E tu,   quale dei due figli,   sei ?

 

Il maggiore.

Per te,  Dio  non è un padre.   È un padrone.     E sei sempre rimasto con lui,   per dovere. E hai fatto tutto quello che voleva lui,   per dovere.      E ti aspetti  il premio.   E ti aspetti     la ricompensa.    E la pretendi,  la ricompensa.  Per quello che gli hai dato.    Non è amore. È ricatto.

E se il premio va a un altro,  esci dalla sua casa.   Per protesta.   Ti metti fuori. Ti fai fuori. Stai fuori.
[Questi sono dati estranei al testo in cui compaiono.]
use crate::context::{EvalContext, Instant};
use crate::interpreter::{next_occurrence_after, occurrence_at_or_after};
use crate::schedule::Schedule;

/// One concrete due instant of a reminder.
#[derive(Debug, Clone, PartialEq, Eq)]
pub struct Occurrence<'a> {
    pub reminder: &'a Reminder,
    pub date: NaiveDate,
    /// `None` for all-day reminders.
    pub time: Option<NaiveTime>,
    pub instant: Instant,
    /// Zero-based position in the generated list.
    pub position: usize,
    pub is_next: bool,
}

impl Occurrence<'_> {
    /// Returns an owned copy of the reminder due at this occurrence.
    #[must_use]
    pub fn materialize(&self) -> Reminder {
        self.reminder
            .with_due(AnchorInstant::new(self.date, self.time))
    }
}

/// Options for [`generate_with`].
#[derive(Debug, Clone, Copy, PartialEq, Eq)]
pub struct GenerateOptions {
    pub max_occurrences: usize,
    /// Defaults to the context's "now".
    pub search_start: Option<DateTime<Utc>>,
}

impl Default for GenerateOptions {
    fn default() -> Self {
        Self {
            max_occurrences: DEFAULT_PREVIEW_COUNT,
            search_start: None,
        }
    }
}

impl GenerateOptions {
    #[must_use]
    pub fn from_settings(settings: &Settings) -> Self {
        Self {
            max_occurrences: settings.engine.default_preview_count,
            search_start: None,
        }
    }

    #[must_use]
    pub fn with_max(mut self, max_occurrences: usize) -> Self {
        self.max_occurrences = max_occurrences;
        self
    }

    #[must_use]
    pub fn starting(mut self, search_start: DateTime<Utc>) -> Self {
        self.search_start = Some(search_start);
        self
    }
}

/// ## Summary
/// Returns up to `max_occurrences` upcoming occurrences, starting with today.
#[must_use]
pub fn generate<'a>(
    reminder: &'a Reminder,
    max_occurrences: usize,
    ctx: &EvalContext,
) -> Vec<Occurrence<'a>> {
    generate_from(reminder, max_occurrences, ctx.now, ctx)
}

#[must_use]
pub fn generate_with<'a>(
    reminder: &'a Reminder,
    options: &GenerateOptions,
    ctx: &EvalContext,
) -> Vec<Occurrence<'a>> {
    generate_from(
        reminder,
        options.max_occurrences,
        options.search_start.unwrap_or(ctx.now),
        ctx,
    )
}

/// ## Summary
/// Returns up to `max_occurrences` occurrences on or after the day containing
/// `search_start`.
///
/// Yields nothing for reminders that are not pending or have no anchor. A
/// rule that fails to compile is logged and yields nothing. The output is
/// strictly increasing and its first element is flagged `is_next`.
#[tracing::instrument(skip(reminder, ctx), fields(reminder_id = %reminder.id))]
#[must_use]
pub fn generate_from<'a>(
    reminder: &'a Reminder,
    max_occurrences: usize,
    search_start: DateTime<Utc>,
    ctx: &EvalContext,
) -> Vec<Occurrence<'a>> {
    collect_series(reminder, search_start, ctx, |_, taken| {
        taken < max_occurrences
    })
}
use thiserror::Error;

use crate::validation::ErrorKind;

/// Service layer errors
#[derive(Error, Debug)]
pub enum ServiceError {
    #[error(transparent)]
    CoreError(#[from] cadence_core::error::CoreError),

    #[error(transparent)]
    CalendarError(#[from] cadence_calendar::error::CalendarError),

    #[error("Invalid recurrence rule: {0}")]
    InvalidRule(#[from] ErrorKind),

    #[error("Series has no occurrences")]
    EmptySeries,

    #[error("RRULE error: {0}")]
    RRuleError(String),
}

pub type ServiceResult<T> = std::result::Result<T, ServiceError>;
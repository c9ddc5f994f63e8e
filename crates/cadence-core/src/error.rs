use thiserror::Error;

/// Core-level errors
#[derive(Error, Debug)]
pub enum CoreError {
    #[error("Configuration error: {0}")]
    ConfigError(String),

    #[error(transparent)]
    ConfigSource(#[from] config::ConfigError),

    #[error("Invalid input: {0}")]
    InvalidInput(String),

    #[error("Record serialization error: {0}")]
    Serialization(#[from] serde_json::Error),

    #[error("Invariant violation: {0}")]
    InvariantViolation(&'static str),
}

pub type CoreResult<T> = std::result::Result<T, CoreError>;
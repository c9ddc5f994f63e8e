//! Weekday numbering and sets.
//!
//! Reminders number days of the week 0 = Sunday through 6 = Saturday.

use chrono::Weekday;

/// Converts a stored day number (0 = Sunday) into a `Weekday`.
#[must_use]
pub const fn weekday_from_index(index: u8) -> Option<Weekday> {
    match index {
        0 => Some(Weekday::Sun),
        1 => Some(Weekday::Mon),
        2 => Some(Weekday::Tue),
        3 => Some(Weekday::Wed),
        4 => Some(Weekday::Thu),
        5 => Some(Weekday::Fri),
        6 => Some(Weekday::Sat),
        _ => None,
    }
}

/// Stored day number (0 = Sunday) of a `Weekday`.
#[must_use]
pub fn weekday_index(weekday: Weekday) -> u8 {
    // num_days_from_sunday is always in 0..7
    u8::try_from(weekday.num_days_from_sunday()).unwrap_or_default()
}

#[must_use]
pub const fn is_weekend(weekday: Weekday) -> bool {
    matches!(weekday, Weekday::Sat | Weekday::Sun)
}

#[must_use]
pub const fn short_name(weekday: Weekday) -> &'static str {
    match weekday {
        Weekday::Mon => "Mon",
        Weekday::Tue => "Tue",
        Weekday::Wed => "Wed",
        Weekday::Thu => "Thu",
        Weekday::Fri => "Fri",
        Weekday::Sat => "Sat",
        Weekday::Sun => "Sun",
    }
}

/// A set of weekdays stored as a bitmask (bit 0 = Sunday).
#[derive(Debug, Clone, Copy, PartialEq, Eq, Hash, Default)]
pub struct WeekdaySet(u8);

impl WeekdaySet {
    pub const EMPTY: Self = Self(0);
    /// Monday through Friday.
    pub const WORKDAYS: Self = Self(0b011_1110);

    #[must_use]
    pub fn single(weekday: Weekday) -> Self {
        Self(1u8 << weekday.num_days_from_sunday())
    }

    /// ## Summary
    /// Builds a set from stored day numbers.
    ///
    /// Returns the first out-of-range value as the error.
    ///
    /// ## Errors
    /// Returns `Err(value)` for any value greater than 6.
    pub fn from_indices(indices: &[i32]) -> Result<Self, i32> {
        indices.iter().try_fold(Self::EMPTY, |set, &index| {
            u8::try_from(index)
                .ok()
                .and_then(weekday_from_index)
                .map(|weekday| set.with(weekday))
                .ok_or(index)
        })
    }

    #[must_use]
    pub fn with(self, weekday: Weekday) -> Self {
        Self(self.0 | Self::single(weekday).0)
    }

    #[must_use]
    pub fn contains(self, weekday: Weekday) -> bool {
        self.0 & Self::single(weekday).0 != 0
    }

    #[must_use]
    pub const fn is_empty(self) -> bool {
        self.0 == 0
    }

    #[must_use]
    pub const fn len(self) -> u32 {
        self.0.count_ones()
    }

    /// Members in Sunday-first order.
    pub fn iter(self) -> impl Iterator<Item = Weekday> {
        (0..7u8)
            .filter_map(weekday_from_index)
            .filter(move |weekday| self.contains(*weekday))
    }

    /// Members as stored day numbers, ascending.
    #[must_use]
    pub fn indices(self) -> Vec<u8> {
        self.iter().map(weekday_index).collect()
    }
}

impl FromIterator<Weekday> for WeekdaySet {
    fn from_iter<I: IntoIterator<Item = Weekday>>(iter: I) -> Self {
        iter.into_iter().fold(Self::EMPTY, Self::with)
    }
}

impl std::fmt::Display for WeekdaySet {
    fn fmt(&self, f: &mut std::fmt::Formatter<'_>) -> std::fmt::Result {
        let names: Vec<&str> = self.iter().map(short_name).collect();
        f.write_str(&names.join(", "))
    }
}
//! Cadence core: the reminder data model, persisted record shape, lenient
//! date parsing, engine configuration and shared error types.

pub mod config;
pub mod constants;
pub mod date;
pub mod error;
pub mod model;
pub mod record;
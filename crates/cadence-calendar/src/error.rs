use thiserror::Error;

/// Calendar and time-zone errors
#[derive(Error, Debug)]
pub enum CalendarError {
    /// Unknown or invalid timezone identifier.
    #[error("Unknown timezone: {0}")]
    UnknownTimezone(String),
}

pub type CalendarResult<T> = std::result::Result<T, CalendarError>;
//! Reminder sanitization.
//!
//! [`sanitize`] rewrites a reminder so that [`validate`](super::validate)
//! accepts it, recording each change as a [`Correction`].

use std::collections::HashSet;

use cadence_calendar::arithmetic::day_of_week;
use cadence_core::config::ValidationConfig;
use cadence_core::constants::DEFAULT_UNTITLED_TITLE;
use cadence_core::model::{Frequency, NotificationTiming, Reminder, TimingKind};

/// One change made by [`sanitize`].
#[derive(Debug, Clone, PartialEq, Eq)]
pub enum Correction {
    TitleDefaulted,
    /// The reminder lacked a rule or a due date and no longer recurs.
    RecurrenceDisabled,
    IntervalRaised,
    DaysOfWeekDropped { values: Vec<i32> },
    DaysOfWeekNormalized,
    /// A custom rule without days now repeats on the due date's weekday.
    DaysOfWeekDefaulted { day: u8 },
    DaysOfWeekCleared,
    OccurrenceCountCleared,
    EndDateCleared,
    WindowCleared,
    TimingDropped { timing: NotificationTiming },
    TimingMadeExact { timing: NotificationTiming },
    DuplicateTimingRemoved { timing: NotificationTiming },
    TimingsTruncated { removed: usize },
    AssigneesTruncated { removed: usize },
}

impl std::fmt::Display for Correction {
    fn fmt(&self, f: &mut std::fmt::Formatter<'_>) -> std::fmt::Result {
        match self {
            Self::TitleDefaulted => f.write_str("empty title replaced"),
            Self::RecurrenceDisabled => f.write_str("recurrence disabled"),
            Self::IntervalRaised => f.write_str("interval raised to 1"),
            Self::DaysOfWeekDropped { values } => {
                write!(f, "out-of-range days of week dropped: {values:?}")
            }
            Self::DaysOfWeekNormalized => f.write_str("days of week sorted and deduplicated"),
            Self::DaysOfWeekDefaulted { day } => write!(f, "days of week set to [{day}]"),
            Self::DaysOfWeekCleared => f.write_str("days of week cleared"),
            Self::OccurrenceCountCleared => f.write_str("occurrence count cleared"),
            Self::EndDateCleared => f.write_str("end date cleared"),
            Self::WindowCleared => f.write_str("recurrence window cleared"),
            Self::TimingDropped { timing } => write!(f, "timing {timing} dropped"),
            Self::TimingMadeExact { timing } => write!(f, "timing {timing} made exact"),
            Self::DuplicateTimingRemoved { timing } => {
                write!(f, "duplicate timing {timing} removed")
            }
            Self::TimingsTruncated { removed } => write!(f, "{removed} timings removed"),
            Self::AssigneesTruncated { removed } => write!(f, "{removed} assignees removed"),
        }
    }
}

#[derive(Debug, Clone, PartialEq, Eq)]
pub struct Sanitized {
    pub reminder: Reminder,
    pub corrections: Vec<Correction>,
}

impl Sanitized {
    #[must_use]
    pub fn is_unchanged(&self) -> bool {
        self.corrections.is_empty()
    }
}

/// ## Summary
/// Returns a corrected copy of `reminder` and the corrections applied.
///
/// The result always passes validation. Day lists come back sorted and
/// deduplicated, and exact timings carry a zero offset.
#[tracing::instrument(skip_all, fields(reminder_id = %reminder.id))]
#[must_use]
pub fn sanitize(reminder: &Reminder, config: &ValidationConfig) -> Sanitized {
    let mut fixed = reminder.clone();
    let mut corrections = Vec::new();

    if fixed.title.trim().is_empty() {
        fixed.title = if config.untitled_title.trim().is_empty() {
            DEFAULT_UNTITLED_TITLE.to_string()
        } else {
            config.untitled_title.clone()
        };
        corrections.push(Correction::TitleDefaulted);
    }

    if fixed.is_recurring && (fixed.recurrence.is_none() || fixed.anchor.is_none()) {
        fixed.is_recurring = false;
        corrections.push(Correction::RecurrenceDisabled);
    }

    sanitize_rule(&mut fixed, &mut corrections);
    sanitize_timings(&mut fixed, config, &mut corrections);

    if fixed.assignees.len() > config.max_assignees {
        let removed = fixed.assignees.len() - config.max_assignees;
        fixed.assignees.truncate(config.max_assignees);
        corrections.push(Correction::AssigneesTruncated { removed });
    }

    if !corrections.is_empty() {
        tracing::debug!(corrections = corrections.len(), "sanitized reminder");
    }
    Sanitized {
        reminder: fixed,
        corrections,
    }
}

fn sanitize_rule(reminder: &mut Reminder, corrections: &mut Vec<Correction>) {
    if !reminder.is_recurring {
        return;
    }
    let anchor = reminder.anchor;
    let Some(rule) = reminder.recurrence.as_mut() else {
        return;
    };

    if rule.interval == 0 {
        rule.interval = 1;
        corrections.push(Correction::IntervalRaised);
    }

    let (kept, dropped): (Vec<i32>, Vec<i32>) = rule
        .days_of_week
        .iter()
        .partition(|&&day| (0..=6).contains(&day));
    if !dropped.is_empty() {
        corrections.push(Correction::DaysOfWeekDropped { values: dropped });
    }
    let mut normalized = kept.clone();
    normalized.sort_unstable();
    normalized.dedup();
    if normalized != kept {
        corrections.push(Correction::DaysOfWeekNormalized);
    }
    rule.days_of_week = normalized;

    match rule.frequency {
        Frequency::Custom if rule.days_of_week.is_empty() => {
            if let Some(anchor) = anchor {
                let day = day_of_week(anchor.date);
                rule.days_of_week = vec![i32::from(day)];
                corrections.push(Correction::DaysOfWeekDefaulted { day });
            }
        }
        Frequency::CustomInterval if !rule.days_of_week.is_empty() => {
            rule.days_of_week.clear();
            corrections.push(Correction::DaysOfWeekCleared);
        }
        _ => {}
    }

    if rule.occurrence_count == Some(0) {
        rule.occurrence_count = None;
        corrections.push(Correction::OccurrenceCountCleared);
    }
    if rule.end_date.is_some() && rule.occurrence_count.is_some() {
        rule.occurrence_count = None;
        corrections.push(Correction::OccurrenceCountCleared);
    }
    let ends_too_early = match (rule.end_date, anchor) {
        (Some(end_date), Some(anchor)) => end_date <= anchor.date,
        _ => false,
    };
    if ends_too_early {
        rule.end_date = None;
        corrections.push(Correction::EndDateCleared);
    }

    if rule.window.is_some_and(|window| window.is_inverted()) {
        rule.window = None;
        corrections.push(Correction::WindowCleared);
    }
}

fn sanitize_timings(
    reminder: &mut Reminder,
    config: &ValidationConfig,
    corrections: &mut Vec<Correction>,
) {
    let Some(notifications) = reminder.notifications.as_mut() else {
        return;
    };

    let mut seen = HashSet::new();
    let mut timings = Vec::with_capacity(notifications.timings.len());
    for &timing in &notifications.timings {
        if timing.offset_minutes < 0 {
            corrections.push(Correction::TimingDropped { timing });
            continue;
        }
        let normalized = if timing.kind == TimingKind::Exact || timing.offset_minutes == 0 {
            NotificationTiming::exact()
        } else {
            timing
        };
        if normalized != timing {
            corrections.push(Correction::TimingMadeExact { timing });
        }
        if seen.insert(normalized) {
            timings.push(normalized);
        } else {
            corrections.push(Correction::DuplicateTimingRemoved { timing });
        }
    }

    if timings.len() > config.max_notification_timings {
        let removed = timings.len() - config.max_notification_timings;
        timings.truncate(config.max_notification_timings);
        corrections.push(Correction::TimingsTruncated { removed });
    }
    notifications.timings = timings;
}
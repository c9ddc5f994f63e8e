pub mod cli;
pub mod commands;
pub mod error;
pub mod logging;
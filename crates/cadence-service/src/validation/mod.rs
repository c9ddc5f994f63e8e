//! Structural validation of reminders.
//!
//! [`validate`] reports problems without touching its input. Blocking
//! problems are [`ErrorKind`]s; advisory ones are [`WarningKind`]s. Each
//! issue names the field it refers to using the stored (camelCase) field
//! names, e.g. `recurrence.daysOfWeek[3]` or `notifications.timings[1]`.

mod sanitize;

pub use sanitize::{Correction, Sanitized, sanitize};

use std::collections::HashSet;

use cadence_calendar::timezone::localize;
use cadence_core::config::ValidationConfig;
use cadence_core::model::{Frequency, NotificationConfig, Reminder, RecurrenceRule, TimingKind};
use thiserror::Error;

use crate::context::EvalContext;

/// Blocking validation errors.
#[derive(Debug, Clone, Copy, PartialEq, Eq, Hash, Error)]
pub enum ErrorKind {
    #[error("recurring reminder has no recurrence rule")]
    MissingRecurrenceRule,
    #[error("recurring reminder has no due date")]
    MissingAnchor,
    #[error("custom recurrence needs at least one day of the week")]
    EmptyDaysOfWeek,
    #[error("interval-only recurrence cannot list days of the week")]
    DaysOfWeekNotAllowed,
    #[error("day of week {value} is outside 0..=6")]
    DayOfWeekOutOfRange { value: i32 },
    #[error("interval must be at least 1")]
    IntervalTooSmall,
    #[error("end date must be after the due date")]
    EndDateNotAfterAnchor,
    #[error("end date and occurrence count cannot both be set")]
    ConflictingEndConditions,
    #[error("occurrence count must be at least 1")]
    OccurrenceCountTooSmall,
    #[error("recurrence window starts after it ends")]
    WindowInverted,
    #[error("notification offset {offset_minutes} is negative")]
    NegativeOffset { offset_minutes: i64 },
    #[error("before/after notification needs a non-zero offset")]
    ZeroRelativeOffset,
    #[error("duplicate notification timing")]
    DuplicateTiming,
    #[error("{count} notification timings exceed the maximum of {max}")]
    TooManyTimings { count: usize, max: usize },
    #[error("{count} assignees exceed the maximum of {max}")]
    TooManyAssignees { count: usize, max: usize },
    #[error("title is empty")]
    EmptyTitle,
}

/// Advisory warnings; a reminder with warnings is still valid.
#[derive(Debug, Clone, Copy, PartialEq, Eq, Hash, Error)]
pub enum WarningKind {
    #[error("due date is in the past")]
    AnchorInPast,
    #[error("interval {interval} is unusually large")]
    LargeInterval { interval: u32 },
    #[error("notification offset of {offset_minutes} minutes is unusually large")]
    LargeOffset { offset_minutes: i64 },
    #[error("{count} notification timings is a lot")]
    ManyTimings { count: usize },
    #[error("days of the week are ignored by this frequency")]
    DaysOfWeekIgnored,
}

/// A problem tied to the field it was found on.
#[derive(Debug, Clone, PartialEq, Eq)]
pub struct ValidationIssue<K> {
    pub field: String,
    pub kind: K,
}

impl<K> ValidationIssue<K> {
    fn new(field: impl Into<String>, kind: K) -> Self {
        Self {
            field: field.into(),
            kind,
        }
    }
}

impl<K: std::fmt::Display> std::fmt::Display for ValidationIssue<K> {
    fn fmt(&self, f: &mut std::fmt::Formatter<'_>) -> std::fmt::Result {
        write!(f, "{}: {}", self.field, self.kind)
    }
}

#[derive(Debug, Clone, Default, PartialEq, Eq)]
pub struct ValidationReport {
    pub errors: Vec<ValidationIssue<ErrorKind>>,
    pub warnings: Vec<ValidationIssue<WarningKind>>,
}

impl ValidationReport {
    #[must_use]
    pub fn is_valid(&self) -> bool {
        self.errors.is_empty()
    }

    /// Returns true if some error has the given kind.
    #[must_use]
    pub fn has_error(&self, kind: ErrorKind) -> bool {
        self.errors.iter().any(|issue| issue.kind == kind)
    }

    #[must_use]
    pub fn has_warning(&self, kind: WarningKind) -> bool {
        self.warnings.iter().any(|issue| issue.kind == kind)
    }

    fn error(&mut self, field: impl Into<String>, kind: ErrorKind) {
        self.errors.push(ValidationIssue::new(field, kind));
    }

    fn warn(&mut self, field: impl Into<String>, kind: WarningKind) {
        self.warnings.push(ValidationIssue::new(field, kind));
    }
}

/// ## Summary
/// Validates a reminder before it is saved or fed to the generator.
///
/// The rule is only checked when the reminder is flagged recurring.
#[tracing::instrument(skip_all, fields(reminder_id = %reminder.id))]
#[must_use]
pub fn validate(
    reminder: &Reminder,
    config: &ValidationConfig,
    ctx: &EvalContext,
) -> ValidationReport {
    let mut report = ValidationReport::default();

    if reminder.title.trim().is_empty() {
        report.error("title", ErrorKind::EmptyTitle);
    }

    if reminder.is_recurring {
        if reminder.recurrence.is_none() {
            report.error("recurrence", ErrorKind::MissingRecurrenceRule);
        }
        if reminder.anchor.is_none() {
            report.error("anchor", ErrorKind::MissingAnchor);
        }
    }

    if let Some(rule) = reminder.active_rule() {
        validate_rule(rule, reminder, config, &mut report);
    }

    if let Some(anchor) = reminder.anchor {
        let due = localize(anchor.local(ctx.limits.all_day_time), ctx.tz);
        let in_past = match anchor.time {
            Some(_) => due < ctx.now,
            None => anchor.date < ctx.today(),
        };
        if in_past {
            report.warn("anchor", WarningKind::AnchorInPast);
        }
    }

    if let Some(notifications) = &reminder.notifications {
        validate_notifications(notifications, config, &mut report);
    }

    if reminder.assignees.len() > config.max_assignees {
        report.error(
            "assignees",
            ErrorKind::TooManyAssignees {
                count: reminder.assignees.len(),
                max: config.max_assignees,
            },
        );
    }

    tracing::trace!(
        errors = report.errors.len(),
        warnings = report.warnings.len(),
        "validated reminder"
    );
    report
}

fn validate_rule(
    rule: &RecurrenceRule,
    reminder: &Reminder,
    config: &ValidationConfig,
    report: &mut ValidationReport,
) {
    if rule.interval == 0 {
        report.error("recurrence.interval", ErrorKind::IntervalTooSmall);
    } else if rule.interval > config.large_interval_threshold {
        report.warn(
            "recurrence.interval",
            WarningKind::LargeInterval {
                interval: rule.interval,
            },
        );
    }

    for (index, &value) in rule.days_of_week.iter().enumerate() {
        if !(0..=6).contains(&value) {
            report.error(
                format!("recurrence.daysOfWeek[{index}]"),
                ErrorKind::DayOfWeekOutOfRange { value },
            );
        }
    }

    match rule.frequency {
        Frequency::Custom if rule.days_of_week.is_empty() => {
            report.error("recurrence.daysOfWeek", ErrorKind::EmptyDaysOfWeek);
        }
        Frequency::CustomInterval if !rule.days_of_week.is_empty() => {
            report.error("recurrence.daysOfWeek", ErrorKind::DaysOfWeekNotAllowed);
        }
        frequency if !frequency.uses_days_of_week() && !rule.days_of_week.is_empty() => {
            report.warn("recurrence.daysOfWeek", WarningKind::DaysOfWeekIgnored);
        }
        _ => {}
    }

    if rule.end_date.is_some() && rule.occurrence_count.is_some() {
        report.error("recurrence", ErrorKind::ConflictingEndConditions);
    }
    let ends_too_early = match (rule.end_date, reminder.anchor) {
        (Some(end_date), Some(anchor)) => end_date <= anchor.date,
        _ => false,
    };
    if ends_too_early {
        report.error("recurrence.endDate", ErrorKind::EndDateNotAfterAnchor);
    }
    if rule.occurrence_count == Some(0) {
        report.error(
            "recurrence.occurrenceCount",
            ErrorKind::OccurrenceCountTooSmall,
        );
    }

    if rule.window.is_some_and(|window| window.is_inverted()) {
        report.error("recurrence.window", ErrorKind::WindowInverted);
    }
}

fn validate_notifications(
    notifications: &NotificationConfig,
    config: &ValidationConfig,
    report: &mut ValidationReport,
) {
    let count = notifications.timings.len();
    if count > config.max_notification_timings {
        report.error(
            "notifications.timings",
            ErrorKind::TooManyTimings {
                count,
                max: config.max_notification_timings,
            },
        );
    } else if count > config.many_timings_threshold {
        report.warn("notifications.timings", WarningKind::ManyTimings { count });
    }

    let mut seen = HashSet::new();
    for (index, timing) in notifications.timings.iter().enumerate() {
        let field = format!("notifications.timings[{index}]");
        if timing.offset_minutes < 0 {
            report.error(
                field.clone(),
                ErrorKind::NegativeOffset {
                    offset_minutes: timing.offset_minutes,
                },
            );
        } else if timing.offset_minutes == 0 && timing.kind != TimingKind::Exact {
            report.error(field.clone(), ErrorKind::ZeroRelativeOffset);
        } else if timing.offset_minutes > config.large_offset_minutes {
            report.warn(
                field.clone(),
                WarningKind::LargeOffset {
                    offset_minutes: timing.offset_minutes,
                },
            );
        }

        if !seen.insert(*timing) {
            report.error(field, ErrorKind::DuplicateTiming);
        }
    }
}
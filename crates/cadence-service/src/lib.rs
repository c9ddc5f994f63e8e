//! Recurrence engine services.
//!
//! Every entry point takes an [`context::EvalContext`] holding the "now"
//! captured once for the call, the zone used to read wall-clock times and the
//! engine limits. Nothing below reads the system clock.

pub mod audit;
pub mod context;
pub mod describe;
pub mod error;
pub mod generator;
pub mod interpreter;
pub mod notification;
pub mod rrule_export;
pub mod schedule;
pub mod validation;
Dalla sua casa.    E dal suo amore,   per lui  e per te.

 

Il minore.

Per te,   Dio è  Padre.     Ma  lo lasci,  lo neghi,  lo rinneghi.    Non lo vuoi.   E te ne vai.        Via  da lui.

E ti porti via tutto,  di te.     E lo sprechi.  E lo spendi.     E adori  un altro,   che non è lui.      E perdi tutto.   E ti perdi.       E ti ritrovi   in una carestia,  dove muore  tutto.   Anche te.      E  ti ritrovi  in mezzo ai porci.    A mendicare  il loro cibo.

E allora,   ti si rivolta il cuore.    Ti si svolta il cuore.  Ti si volta il cuore.   Ti si rigira, il cuore.  Ritorna indietro  il cuore,   alla casa del Padre.       Ti   con – verti.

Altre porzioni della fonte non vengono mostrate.